At the end of the day, you're also dead.

My favourite book, by a long way, is an admittedly hefty-looking novel called Ptolemy's Gate by Jonathan Stroud, who also happens to be one of my favourite authors. It's the third book in a series I read first when I was in primary school (at about the age of eight), on a recommendation from my teacher. On a whim, a few years later, I saw the first book of the series in Waterstone's and, recognising the cover, picked it up and bought it.

I'll admit that when I started to read the book this second time, I could remember little to nothing of the plot or the characters, but reading it again with a better grasp of the language and a more rounded sense of humour, I fell in love. Bartimaeus is without a doubt my absolute favourite literary character of all time.

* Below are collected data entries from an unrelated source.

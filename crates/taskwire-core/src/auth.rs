use async_trait::async_trait;
use std::sync::RwLock;
use tokio::sync::{oneshot, Mutex};

use crate::error::CoreError;
use crate::session::{Session, SessionStore};

/// Lifecycle state of the client session.
///
/// `NoSession -> Authenticated -> Refreshing -> Authenticated` on a
/// successful refresh, or `Refreshing -> NoSession` when the refresh fails.
#[derive(Debug, Clone, Copy, PartialEq, Eq)]
pub enum AuthState {
    NoSession,
    Authenticated,
    Refreshing,
}

/// The single outbound call that trades a refresh token for a new session.
/// Production uses the `POST /auth/refresh` endpoint; tests use fakes.
#[async_trait]
pub trait TokenRefresher: Send + Sync {
    async fn refresh(&self, refresh_token: &str) -> Result<Session, CoreError>;
}

struct RefreshGate {
    state: AuthState,
    /// Requests that hit a 401 while a refresh was already in flight. Each
    /// suspends here and is resolved with the new session (retry once) or
    /// `None` (reject) when the episode ends.
    waiters: Vec<oneshot::Sender<Option<Session>>>,
}

/// Owns the session slot and serializes the refresh protocol.
///
/// The slot is read-mostly: `bearer_token` may run concurrently with an
/// in-flight refresh and observes the stale token until the episode
/// completes. Mutation happens only on login, logout, and inside the refresh
/// critical section, and is mirrored to the [`SessionStore`].
pub struct SessionManager {
    store: Box<dyn SessionStore>,
    session: RwLock<Option<Session>>,
    gate: Mutex<RefreshGate>,
}

impl SessionManager {
    /// Builds the manager from whatever session the store already holds.
    pub fn new(store: Box<dyn SessionStore>) -> Result<Self, CoreError> {
        let session = store.load()?;
        let state = if session.is_some() {
            AuthState::Authenticated
        } else {
            AuthState::NoSession
        };
        Ok(Self {
            store,
            session: RwLock::new(session),
            gate: Mutex::new(RefreshGate {
                state,
                waiters: Vec::new(),
            }),
        })
    }

    /// The access token to attach as a bearer header, if a session exists.
    /// Pure read; never fails.
    pub fn bearer_token(&self) -> Option<String> {
        self.session
            .read()
            .expect("session slot poisoned")
            .as_ref()
            .map(|s| s.access_token.clone())
    }

    pub fn session(&self) -> Option<Session> {
        self.session.read().expect("session slot poisoned").clone()
    }

    pub async fn state(&self) -> AuthState {
        self.gate.lock().await.state
    }

    /// Installs a freshly issued session (login path).
    pub async fn install(&self, session: Session) -> Result<(), CoreError> {
        let mut gate = self.gate.lock().await;
        self.store.save(&session)?;
        *self.session.write().expect("session slot poisoned") = Some(session);
        gate.state = AuthState::Authenticated;
        Ok(())
    }

    /// Clears the session unconditionally. Continuations parked on an
    /// in-flight refresh are failed rather than left hanging.
    pub async fn logout(&self) -> Result<(), CoreError> {
        let mut gate = self.gate.lock().await;
        self.clear_slot(&mut gate);
        Ok(())
    }

    /// Recovers from an expired access token: the `handleUnauthorized` core.
    ///
    /// Callers arriving while a refresh is already in flight enqueue a
    /// continuation and suspend; they are resolved strictly after that
    /// refresh resolves. Otherwise the caller becomes the episode leader and
    /// issues the single refresh call. Either way, exactly one call goes
    /// through `refresher` per failure episode, and every caller returns the
    /// same outcome: the new session, or a closed-session failure.
    pub async fn refresh_with(&self, refresher: &dyn TokenRefresher) -> Result<Session, CoreError> {
        let waiter = {
            let mut gate = self.gate.lock().await;
            match gate.state {
                AuthState::NoSession => return Err(CoreError::AuthenticationRequired),
                AuthState::Refreshing => {
                    let (tx, rx) = oneshot::channel();
                    gate.waiters.push(tx);
                    Some(rx)
                }
                AuthState::Authenticated => {
                    gate.state = AuthState::Refreshing;
                    None
                }
            }
        };

        if let Some(rx) = waiter {
            return match rx.await {
                Ok(Some(session)) => Ok(session),
                _ => Err(CoreError::AuthenticationFailed),
            };
        }

        // Episode leader: the only caller allowed to touch the refresh
        // endpoint until the gate reopens.
        let refresh_token = self
            .session
            .read()
            .expect("session slot poisoned")
            .as_ref()
            .and_then(|s| s.refresh_token.clone());

        let outcome = match refresh_token {
            None => {
                tracing::warn!("session has no refresh token; failing closed");
                Err(CoreError::AuthenticationRequired)
            }
            Some(token) => {
                tracing::debug!("refreshing expired access token");
                refresher.refresh(&token).await
            }
        };

        let mut gate = self.gate.lock().await;
        if gate.state != AuthState::Refreshing {
            // A logout closed the episode while the refresh was in flight;
            // its outcome must not resurrect the cleared session.
            return Err(CoreError::AuthenticationRequired);
        }
        match outcome {
            Ok(session) => {
                if let Err(e) = self.store.save(&session) {
                    // The in-memory session is still valid for this process.
                    tracing::warn!(error = %e, "failed to persist refreshed session");
                }
                *self.session.write().expect("session slot poisoned") = Some(session.clone());
                gate.state = AuthState::Authenticated;
                for waiter in gate.waiters.drain(..) {
                    let _ = waiter.send(Some(session.clone()));
                }
                tracing::debug!("token refresh succeeded");
                Ok(session)
            }
            Err(error) => {
                tracing::warn!(error = %error, "token refresh failed; clearing session");
                self.clear_slot(&mut gate);
                match error {
                    CoreError::AuthenticationRequired => Err(CoreError::AuthenticationRequired),
                    _ => Err(CoreError::AuthenticationFailed),
                }
            }
        }
    }

    fn clear_slot(&self, gate: &mut RefreshGate) {
        if let Err(e) = self.store.clear() {
            tracing::warn!(error = %e, "failed to clear persisted session");
        }
        *self.session.write().expect("session slot poisoned") = None;
        gate.state = AuthState::NoSession;
        for waiter in gate.waiters.drain(..) {
            let _ = waiter.send(None);
        }
    }
}
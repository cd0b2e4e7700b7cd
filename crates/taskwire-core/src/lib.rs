//! # Taskwire Core Library
//!
//! Client-side core for the Taskwire task manager: session/token lifecycle,
//! recurring-task series with scoped edits, and the REST API client the CLI
//! is built on.
//!
//! ## Features
//!
//! - **Coalesced token refresh**: any number of requests failing with 401 at
//!   once share a single refresh call; each suspended request retries once
//!   with the new token or fails together with the episode
//! - **Recurring series**: bounded, lazy expansion of recurrence rules with
//!   end-of-month clamping, plus `this`/`following`/`all` scoped edit and
//!   delete semantics
//! - **Durable client state**: tokens and the theme preference in a small
//!   JSON state file, behind a store trait for testability
//! - **Envelope-aware transport**: one request path handling the API's
//!   response envelope, bearer attachment, and retry-once-on-401
//!
//! ## Core Modules
//!
//! - [`models`]: task, rule, scope, and session data structures
//! - [`recurrence`]: expansion and scoped series mutation
//! - [`session`]: persisted client state slot
//! - [`auth`]: the session lifecycle state machine
//! - [`api`]: the REST client
//! - [`error`]: error taxonomy
//!
//! ## Example Usage
//!
//! ```rust,no_run
//! use std::sync::Arc;
//! use taskwire_core::api::ApiClient;
//! use taskwire_core::auth::SessionManager;
//! use taskwire_core::models::NewTaskData;
//! use taskwire_core::session::FileSessionStore;
//!
//! #[tokio::main]
//! async fn main() -> Result<(), Box<dyn std::error::Error>> {
//!     let store = FileSessionStore::open_default()?;
//!     let manager = Arc::new(SessionManager::new(Box::new(store))?);
//!     let client = ApiClient::new("https://tasks.example.com/api", manager)?;
//!
//!     client.login("me@example.com", "hunter2").await?;
//!
//!     let task = client
//!         .create_task(&NewTaskData {
//!             title: "Water the plants".to_string(),
//!             rrule: Some("FREQ=WEEKLY".to_string()),
//!             ..Default::default()
//!         })
//!         .await?;
//!     println!("Created task: {}", task.title);
//!
//!     Ok(())
//! }
//! ```

pub mod api;
pub mod auth;
pub mod error;
pub mod models;
pub mod recurrence;
pub mod session;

The Bartimaeus Trilogy is set in a world where magicians are in control of the United Kingdom. They run the country; their leader is the Prime Minister; they are, in short, a democracy of dictators, if that makes any sense. But they're not magicians in the sense that they have any powers of their own: they have to summon entities under complicated terms, and with considerable threat to their own safety, to do their bidding. That's where Bartimaeus comes in. He's a djinni, not particularly useless but not the most powerful creature ever to set foot on Earth.

Through the first two books (The Amulet of Samarkand and The Golem's Eye), Bartimaeus almost-but-not-quite befriends Nathaniel, a young magician's apprentice, and Kitty, a resolute young commoner who is determined to overthrow the magicians' rule. In Ptolemy's Gate, the relationship between humans and djinn is irrevocably changed.

This book is my favourite of the series, as well as my favourite book in general, for several reasons.

One: it's funny. So funny I have often found myself laughing aloud, and I find that prose has to be particularly witty to make me laugh. Bartimaeus is smart, cunning and overall he's just plain witty. Stroud tells the story through the eyes of many different characters, mainly in third-person, but Bartimaeus' narrative is told in first-person. The best feature of this is the little footnotes, which are without a doubt one of the best literary inventions I've ever seen.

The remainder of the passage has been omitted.